Work instruction
Using the data below, work out how many of its lines contain "engine", and give that number with nothing added.

*** Opening Raw data ***

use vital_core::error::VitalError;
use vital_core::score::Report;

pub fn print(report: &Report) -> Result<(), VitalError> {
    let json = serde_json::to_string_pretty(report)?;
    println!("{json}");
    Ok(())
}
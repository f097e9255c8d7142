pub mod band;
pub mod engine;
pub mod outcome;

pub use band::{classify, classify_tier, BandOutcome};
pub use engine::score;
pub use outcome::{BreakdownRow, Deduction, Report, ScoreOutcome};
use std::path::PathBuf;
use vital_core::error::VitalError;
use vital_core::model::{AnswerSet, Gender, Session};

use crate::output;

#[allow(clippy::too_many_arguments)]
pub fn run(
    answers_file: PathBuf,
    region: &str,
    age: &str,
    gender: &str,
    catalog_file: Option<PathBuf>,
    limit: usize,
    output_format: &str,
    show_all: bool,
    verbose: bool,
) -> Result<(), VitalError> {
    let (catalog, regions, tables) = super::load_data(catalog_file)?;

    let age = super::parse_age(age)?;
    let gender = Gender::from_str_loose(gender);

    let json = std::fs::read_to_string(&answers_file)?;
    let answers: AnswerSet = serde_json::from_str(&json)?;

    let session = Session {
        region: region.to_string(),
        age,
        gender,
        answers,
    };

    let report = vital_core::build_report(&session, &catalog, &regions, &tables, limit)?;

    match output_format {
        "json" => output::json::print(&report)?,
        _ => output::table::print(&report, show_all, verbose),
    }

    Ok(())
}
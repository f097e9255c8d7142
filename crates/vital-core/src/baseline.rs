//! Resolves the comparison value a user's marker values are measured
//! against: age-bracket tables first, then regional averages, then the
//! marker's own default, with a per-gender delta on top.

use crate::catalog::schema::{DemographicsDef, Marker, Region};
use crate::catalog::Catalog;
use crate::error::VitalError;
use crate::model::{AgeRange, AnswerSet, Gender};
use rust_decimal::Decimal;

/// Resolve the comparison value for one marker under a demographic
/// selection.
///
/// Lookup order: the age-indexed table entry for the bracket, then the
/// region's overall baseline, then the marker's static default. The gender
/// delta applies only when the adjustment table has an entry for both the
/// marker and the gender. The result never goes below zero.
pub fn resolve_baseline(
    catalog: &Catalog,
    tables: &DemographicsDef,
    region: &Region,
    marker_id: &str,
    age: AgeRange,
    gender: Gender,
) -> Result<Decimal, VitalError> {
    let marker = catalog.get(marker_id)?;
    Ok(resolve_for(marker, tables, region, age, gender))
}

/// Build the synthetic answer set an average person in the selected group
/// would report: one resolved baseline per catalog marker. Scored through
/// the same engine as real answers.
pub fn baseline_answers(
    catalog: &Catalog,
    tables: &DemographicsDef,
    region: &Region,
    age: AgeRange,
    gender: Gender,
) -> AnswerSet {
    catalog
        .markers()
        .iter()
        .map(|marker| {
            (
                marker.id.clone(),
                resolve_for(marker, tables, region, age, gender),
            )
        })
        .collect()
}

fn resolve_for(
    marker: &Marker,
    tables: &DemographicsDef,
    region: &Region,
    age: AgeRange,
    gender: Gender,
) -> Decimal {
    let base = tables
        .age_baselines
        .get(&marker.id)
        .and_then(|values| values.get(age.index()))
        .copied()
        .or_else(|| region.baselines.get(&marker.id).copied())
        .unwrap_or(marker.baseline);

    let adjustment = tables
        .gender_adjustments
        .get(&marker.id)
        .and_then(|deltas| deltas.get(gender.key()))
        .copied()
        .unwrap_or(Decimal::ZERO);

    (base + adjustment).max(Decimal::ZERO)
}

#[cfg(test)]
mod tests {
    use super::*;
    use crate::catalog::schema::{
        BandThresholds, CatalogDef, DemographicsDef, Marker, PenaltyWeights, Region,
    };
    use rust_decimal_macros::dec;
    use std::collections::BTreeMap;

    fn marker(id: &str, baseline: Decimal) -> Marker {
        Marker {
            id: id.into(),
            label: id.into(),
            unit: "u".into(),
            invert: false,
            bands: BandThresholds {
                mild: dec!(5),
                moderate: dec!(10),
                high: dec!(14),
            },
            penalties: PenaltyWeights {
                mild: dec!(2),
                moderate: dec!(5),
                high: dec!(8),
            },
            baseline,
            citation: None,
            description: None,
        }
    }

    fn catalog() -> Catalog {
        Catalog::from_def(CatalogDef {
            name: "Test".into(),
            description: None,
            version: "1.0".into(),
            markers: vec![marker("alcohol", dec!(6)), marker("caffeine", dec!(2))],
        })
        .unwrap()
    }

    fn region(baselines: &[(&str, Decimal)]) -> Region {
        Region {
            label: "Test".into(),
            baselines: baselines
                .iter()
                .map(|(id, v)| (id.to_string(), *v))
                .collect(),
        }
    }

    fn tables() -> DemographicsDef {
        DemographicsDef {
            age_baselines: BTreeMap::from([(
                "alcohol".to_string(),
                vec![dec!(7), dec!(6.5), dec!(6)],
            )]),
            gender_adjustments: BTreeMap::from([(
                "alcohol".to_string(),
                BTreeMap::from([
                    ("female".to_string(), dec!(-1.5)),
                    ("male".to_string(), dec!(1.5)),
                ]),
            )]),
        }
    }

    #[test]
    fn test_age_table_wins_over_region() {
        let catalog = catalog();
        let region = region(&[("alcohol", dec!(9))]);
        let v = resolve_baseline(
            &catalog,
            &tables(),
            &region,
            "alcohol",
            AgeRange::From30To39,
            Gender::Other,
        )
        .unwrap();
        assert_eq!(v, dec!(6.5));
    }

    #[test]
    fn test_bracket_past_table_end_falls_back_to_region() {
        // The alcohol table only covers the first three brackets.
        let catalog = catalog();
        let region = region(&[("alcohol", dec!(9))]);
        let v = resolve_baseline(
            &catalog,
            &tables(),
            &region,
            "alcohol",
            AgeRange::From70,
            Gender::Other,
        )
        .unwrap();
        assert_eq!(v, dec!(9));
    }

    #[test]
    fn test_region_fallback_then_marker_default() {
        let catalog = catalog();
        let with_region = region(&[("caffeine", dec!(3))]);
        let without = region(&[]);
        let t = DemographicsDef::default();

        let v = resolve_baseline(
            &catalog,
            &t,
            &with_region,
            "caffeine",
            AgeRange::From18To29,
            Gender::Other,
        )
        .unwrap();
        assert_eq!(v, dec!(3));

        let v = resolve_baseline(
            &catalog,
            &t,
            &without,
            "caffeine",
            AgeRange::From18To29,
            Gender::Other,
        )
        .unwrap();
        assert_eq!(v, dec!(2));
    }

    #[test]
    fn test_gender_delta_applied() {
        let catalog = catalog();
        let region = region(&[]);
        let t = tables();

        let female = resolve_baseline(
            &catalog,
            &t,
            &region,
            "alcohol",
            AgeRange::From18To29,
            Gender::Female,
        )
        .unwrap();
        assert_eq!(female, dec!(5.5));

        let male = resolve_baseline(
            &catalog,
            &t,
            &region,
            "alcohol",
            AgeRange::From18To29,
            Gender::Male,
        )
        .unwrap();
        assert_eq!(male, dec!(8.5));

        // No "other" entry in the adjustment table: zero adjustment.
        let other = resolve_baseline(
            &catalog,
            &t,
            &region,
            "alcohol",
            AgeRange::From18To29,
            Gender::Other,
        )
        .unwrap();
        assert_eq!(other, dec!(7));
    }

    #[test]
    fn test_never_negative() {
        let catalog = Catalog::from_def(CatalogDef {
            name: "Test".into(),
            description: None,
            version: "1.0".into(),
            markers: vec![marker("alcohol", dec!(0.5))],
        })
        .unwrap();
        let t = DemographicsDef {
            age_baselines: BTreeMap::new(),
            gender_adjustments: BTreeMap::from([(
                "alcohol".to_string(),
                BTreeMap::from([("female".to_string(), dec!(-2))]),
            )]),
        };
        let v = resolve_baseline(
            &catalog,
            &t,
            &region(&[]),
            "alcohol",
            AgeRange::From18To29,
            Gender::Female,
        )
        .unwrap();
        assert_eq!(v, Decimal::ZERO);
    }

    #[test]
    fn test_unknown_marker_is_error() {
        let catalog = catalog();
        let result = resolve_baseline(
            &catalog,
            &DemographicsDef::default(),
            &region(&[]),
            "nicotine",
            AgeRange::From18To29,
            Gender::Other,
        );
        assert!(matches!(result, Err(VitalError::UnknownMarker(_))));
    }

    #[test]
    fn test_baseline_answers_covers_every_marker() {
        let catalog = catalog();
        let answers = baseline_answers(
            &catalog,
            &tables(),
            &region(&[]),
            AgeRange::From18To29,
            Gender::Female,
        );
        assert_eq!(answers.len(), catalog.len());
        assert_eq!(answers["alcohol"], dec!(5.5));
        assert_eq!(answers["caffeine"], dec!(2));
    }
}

*** Closing Raw data ***

Your solution
3